• The task:
Your answer should contain every line of the records, transcribed word for word.

• Collected data entries:
========================================
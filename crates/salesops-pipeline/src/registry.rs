use crate::{lock_store, PipelineError, SharedStore};
use chrono::{DateTime, Utc};
use salesops_core::{ComparisonDecision, ComparisonLogEntry, ModelRecord, TrainingOutcome};
use tracing::info;

/// Lifecycle operations over the model lineage. PRODUCTION is reachable
/// only through `apply_evaluation`.
#[derive(Clone)]
pub struct ModelRegistry {
    store: SharedStore,
}

impl ModelRegistry {
    pub fn new(store: SharedStore) -> Self {
        Self { store }
    }

    pub fn register(
        &self,
        outcome: &TrainingOutcome,
        trained_at: DateTime<Utc>,
    ) -> Result<ModelRecord, PipelineError> {
        outcome.metrics().validate()?;
        let record = ModelRecord::candidate(outcome, trained_at);
        lock_store(&self.store).insert_candidate(&record)?;
        info!(
            event = "candidate_registered",
            version = %record.version,
            model_type = %record.model_type,
            mae = record.metrics.mae,
            training_records = record.training_record_count,
        );
        Ok(record)
    }

    /// Applies a comparison decision and its log entry atomically. Returns
    /// the former PRODUCTION version archived by a promotion.
    pub fn apply_evaluation(
        &self,
        entry: &ComparisonLogEntry,
        superseded: &[String],
    ) -> Result<Option<String>, PipelineError> {
        let archived = lock_store(&self.store).record_evaluation(entry, superseded)?;
        let candidate = entry.candidate_version.as_deref().unwrap_or("none");
        for version in superseded {
            info!(event = "candidate_archived", version = %version, reason = "superseded", by = candidate);
        }
        match entry.decision {
            ComparisonDecision::Promote => info!(
                event = "model_promoted",
                version = candidate,
                archived = archived.as_deref().unwrap_or("none"),
            ),
            ComparisonDecision::KeepCurrent => {
                info!(event = "candidate_archived", version = candidate, reason = %entry.reason)
            }
            _ => {}
        }
        Ok(archived)
    }

    pub fn production(&self) -> Result<Option<ModelRecord>, PipelineError> {
        Ok(lock_store(&self.store).production_model()?)
    }

    /// Candidates, most recently trained first. Only the head is pending.
    pub fn candidates(&self) -> Result<Vec<ModelRecord>, PipelineError> {
        Ok(lock_store(&self.store).candidates()?)
    }

    pub fn pending_candidate(&self) -> Result<Option<ModelRecord>, PipelineError> {
        Ok(lock_store(&self.store).latest_candidate()?)
    }
}
#[test]
fn overlapping_trigger_is_refused_and_mid_run_rows_trigger_next_run() {
    let (started_tx, started_rx) = mpsc::channel();
    let (release_tx, release_rx) = mpsc::channel();
    let trainer = Arc::new(BlockingTrainer {
        started: Mutex::new(started_tx),
        release: Mutex::new(release_rx),
    });
    let (store, service) = service(trainer);
    service.load_observations(months(1..=8));

    std::thread::scope(|scope| {
        let running = scope.spawn(|| service.trigger_pipeline_if_new_data());
        started_rx
            .recv_timeout(Duration::from_secs(10))
            .expect("trainer started");

        assert_eq!(
            service.trigger_pipeline_if_new_data().status,
            OperationStatus::Busy
        );
        assert_eq!(service.run_promotion_evaluation().status, OperationStatus::Busy);

        let status = service.status().detail.expect("snapshot");
        assert!(status.run_in_progress);
        let drift = service.run_drift_check();
        assert_eq!(drift.status, OperationStatus::Ok, "{}", drift.message);

        service.load_observations(month_batch(9, 1.0));
        release_tx.send(()).expect("release trainer");
        let first = running.join().expect("run thread");
        assert_eq!(first.status, OperationStatus::Ok, "{}", first.message);
        assert_eq!(first.detail.map(|report| report.run.trigger_position), Some(24));
    });

    let pending = service.status().detail.expect("snapshot");
    assert_eq!(pending.watermark, 24);
    assert_eq!(pending.stream_head, 27);

    // The blocking trainer has no release queued, so the follow-up run uses a
    // scripted one against the same store.
    let follow_up = PipelineService::new(
        store.clone(),
        PipelineConfig::default(),
        ScriptedTrainer::new(vec![Ok(30.0)]),
    )
    .expect("service");
    let result = follow_up.trigger_pipeline_if_new_data();
    assert_eq!(result.status, OperationStatus::Ok, "{}", result.message);

    let runs = store
        .lock()
        .expect("store lock")
        .pipeline_runs(10)
        .expect("runs");
    assert_eq!(runs.len(), 2);
    assert_eq!(runs[0].trigger_position, 27);
}

#[test]
fn drift_baseline_is_set_once_and_shift_is_detected() {
    let (_, service) = service(ScriptedTrainer::new(vec![Ok(50.0), Ok(49.0)]));
    service.load_observations(months(1..=8));
    let first = service
        .trigger_pipeline_if_new_data()
        .detail
        .and_then(|report| report.drift)
        .expect("drift report");
    assert_eq!(first.status, DriftStatus::Baseline);
    let baseline_mean = first
        .metric(TrackedStat::Mean)
        .map(|metric| metric.baseline_value)
        .expect("mean baseline");

    for month in 9..=12 {
        service.load_observations(month_batch(month, 3.0));
    }
    let second = service
        .trigger_pipeline_if_new_data()
        .detail
        .and_then(|report| report.drift)
        .expect("drift report");
    let mean = second.metric(TrackedStat::Mean).expect("mean");
    assert_eq!(mean.baseline_value, baseline_mean);
    assert!(mean.current_value > baseline_mean);
    assert_eq!(mean.status, DriftStatus::Critical);
    assert_eq!(second.status, DriftStatus::Critical);

    let snapshot = service.status().detail.expect("snapshot");
    assert_eq!(snapshot.drift_status, Some(DriftStatus::Critical));

    let rebased = service.reset_drift_baseline();
    assert!(rebased.is_ok());
    let after = service.run_drift_check().detail.expect("drift report");
    assert_eq!(after.status, DriftStatus::Normal);
}

#[test]
fn file_backed_state_survives_restart() {
    let dir = tempfile::tempdir().expect("tempdir");
    let config = PipelineConfig {
        db_path: dir.path().join("data").join("pipeline.db"),
        lock_path: Some(dir.path().join("pipeline.lock")),
        ..PipelineConfig::default()
    };

    let production = {
        let service = PipelineService::open(config.clone()).expect("open service");
        service.load_observations(months(1..=8));
        let result = service.trigger_pipeline_if_new_data();
        assert_eq!(result.status, OperationStatus::Ok, "{}", result.message);
        production_version(&service).expect("production")
    };

    let service = PipelineService::open(config).expect("reopen service");
    assert_eq!(
        service.trigger_pipeline_if_new_data().status,
        OperationStatus::Skipped
    );
    let record = service.get_production_model().detail.expect("production");
    assert_eq!(record.version, production);
    assert_eq!(record.model_type, "rolling_mean_3");
    assert!(record.promoted_at.is_some_and(|at| at <= Utc::now()));
}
========================================
• Problem solution:
filename crates/salesops-pipeline/src/registry.rs
use crate::{lock_store, PipelineError, SharedStore};
use chrono::{DateTime, Utc};
use salesops_core::{ComparisonDecision, ComparisonLogEntry, ModelRecord, TrainingOutcome};
use tracing::info;

/// Lifecycle operations over the model lineage. PRODUCTION is reachable
/// only through `apply_evaluation`.
#[derive(Clone)]
pub struct ModelRegistry {
    store: SharedStore,
}

impl ModelRegistry {
    pub fn new(store: SharedStore) -> Self {
        Self { store }
    }

    pub fn register(
        &self,
        outcome: &TrainingOutcome,
        trained_at: DateTime<Utc>,
    ) -> Result<ModelRecord, PipelineError> {
        outcome.metrics().validate()?;
        let record = ModelRecord::candidate(outcome, trained_at);
        lock_store(&self.store).insert_candidate(&record)?;
        info!(
            event = "candidate_registered",
            version = %record.version,
            model_type = %record.model_type,
            mae = record.metrics.mae,
            training_records = record.training_record_count,
        );
        Ok(record)
    }

    /// Applies a comparison decision and its log entry atomically. Returns
    /// the former PRODUCTION version archived by a promotion.
    pub fn apply_evaluation(
        &self,
        entry: &ComparisonLogEntry,
        superseded: &[String],
    ) -> Result<Option<String>, PipelineError> {
        let archived = lock_store(&self.store).record_evaluation(entry, superseded)?;
        let candidate = entry.candidate_version.as_deref().unwrap_or("none");
        for version in superseded {
            info!(event = "candidate_archived", version = %version, reason = "superseded", by = candidate);
        }
        match entry.decision {
            ComparisonDecision::Promote => info!(
                event = "model_promoted",
                version = candidate,
                archived = archived.as_deref().unwrap_or("none"),
            ),
            ComparisonDecision::KeepCurrent => {
                info!(event = "candidate_archived", version = candidate, reason = %entry.reason)
            }
            _ => {}
        }
        Ok(archived)
    }

    pub fn production(&self) -> Result<Option<ModelRecord>, PipelineError> {
        Ok(lock_store(&self.store).production_model()?)
    }

    /// Candidates, most recently trained first. Only the head is pending.
    pub fn candidates(&self) -> Result<Vec<ModelRecord>, PipelineError> {
        Ok(lock_store(&self.store).candidates()?)
    }

    pub fn pending_candidate(&self) -> Result<Option<ModelRecord>, PipelineError> {
        Ok(lock_store(&self.store).latest_candidate()?)
    }
}
#[test]
fn overlapping_trigger_is_refused_and_mid_run_rows_trigger_next_run() {
    let (started_tx, started_rx) = mpsc::channel();
    let (release_tx, release_rx) = mpsc::channel();
    let trainer = Arc::new(BlockingTrainer {
        started: Mutex::new(started_tx),
        release: Mutex::new(release_rx),
    });
    let (store, service) = service(trainer);
    service.load_observations(months(1..=8));

    std::thread::scope(|scope| {
        let running = scope.spawn(|| service.trigger_pipeline_if_new_data());
        started_rx
            .recv_timeout(Duration::from_secs(10))
            .expect("trainer started");

        assert_eq!(
            service.trigger_pipeline_if_new_data().status,
            OperationStatus::Busy
        );
        assert_eq!(service.run_promotion_evaluation().status, OperationStatus::Busy);

        let status = service.status().detail.expect("snapshot");
        assert!(status.run_in_progress);
        let drift = service.run_drift_check();
        assert_eq!(drift.status, OperationStatus::Ok, "{}", drift.message);

        service.load_observations(month_batch(9, 1.0));
        release_tx.send(()).expect("release trainer");
        let first = running.join().expect("run thread");
        assert_eq!(first.status, OperationStatus::Ok, "{}", first.message);
        assert_eq!(first.detail.map(|report| report.run.trigger_position), Some(24));
    });

    let pending = service.status().detail.expect("snapshot");
    assert_eq!(pending.watermark, 24);
    assert_eq!(pending.stream_head, 27);

    // The blocking trainer has no release queued, so the follow-up run uses a
    // scripted one against the same store.
    let follow_up = PipelineService::new(
        store.clone(),
        PipelineConfig::default(),
        ScriptedTrainer::new(vec![Ok(30.0)]),
    )
    .expect("service");
    let result = follow_up.trigger_pipeline_if_new_data();
    assert_eq!(result.status, OperationStatus::Ok, "{}", result.message);

    let runs = store
        .lock()
        .expect("store lock")
        .pipeline_runs(10)
        .expect("runs");
    assert_eq!(runs.len(), 2);
    assert_eq!(runs[0].trigger_position, 27);
}

#[test]
fn drift_baseline_is_set_once_and_shift_is_detected() {
    let (_, service) = service(ScriptedTrainer::new(vec![Ok(50.0), Ok(49.0)]));
    service.load_observations(months(1..=8));
    let first = service
        .trigger_pipeline_if_new_data()
        .detail
        .and_then(|report| report.drift)
        .expect("drift report");
    assert_eq!(first.status, DriftStatus::Baseline);
    let baseline_mean = first
        .metric(TrackedStat::Mean)
        .map(|metric| metric.baseline_value)
        .expect("mean baseline");

    for month in 9..=12 {
        service.load_observations(month_batch(month, 3.0));
    }
    let second = service
        .trigger_pipeline_if_new_data()
        .detail
        .and_then(|report| report.drift)
        .expect("drift report");
    let mean = second.metric(TrackedStat::Mean).expect("mean");
    assert_eq!(mean.baseline_value, baseline_mean);
    assert!(mean.current_value > baseline_mean);
    assert_eq!(mean.status, DriftStatus::Critical);
    assert_eq!(second.status, DriftStatus::Critical);

    let snapshot = service.status().detail.expect("snapshot");
    assert_eq!(snapshot.drift_status, Some(DriftStatus::Critical));

    let rebased = service.reset_drift_baseline();
    assert!(rebased.is_ok());
    let after = service.run_drift_check().detail.expect("drift report");
    assert_eq!(after.status, DriftStatus::Normal);
}

#[test]
fn file_backed_state_survives_restart() {
    let dir = tempfile::tempdir().expect("tempdir");
    let config = PipelineConfig {
        db_path: dir.path().join("data").join("pipeline.db"),
        lock_path: Some(dir.path().join("pipeline.lock")),
        ..PipelineConfig::default()
    };

    let production = {
        let service = PipelineService::open(config.clone()).expect("open service");
        service.load_observations(months(1..=8));
        let result = service.trigger_pipeline_if_new_data();
        assert_eq!(result.status, OperationStatus::Ok, "{}", result.message);
        production_version(&service).expect("production")
    };

    let service = PipelineService::open(config).expect("reopen service");
    assert_eq!(
        service.trigger_pipeline_if_new_data().status,
        OperationStatus::Skipped
    );
    let record = service.get_production_model().detail.expect("production");
    assert_eq!(record.version, production);
    assert_eq!(record.model_type, "rolling_mean_3");
    assert!(record.promoted_at.is_some_and(|at| at <= Utc::now()));
}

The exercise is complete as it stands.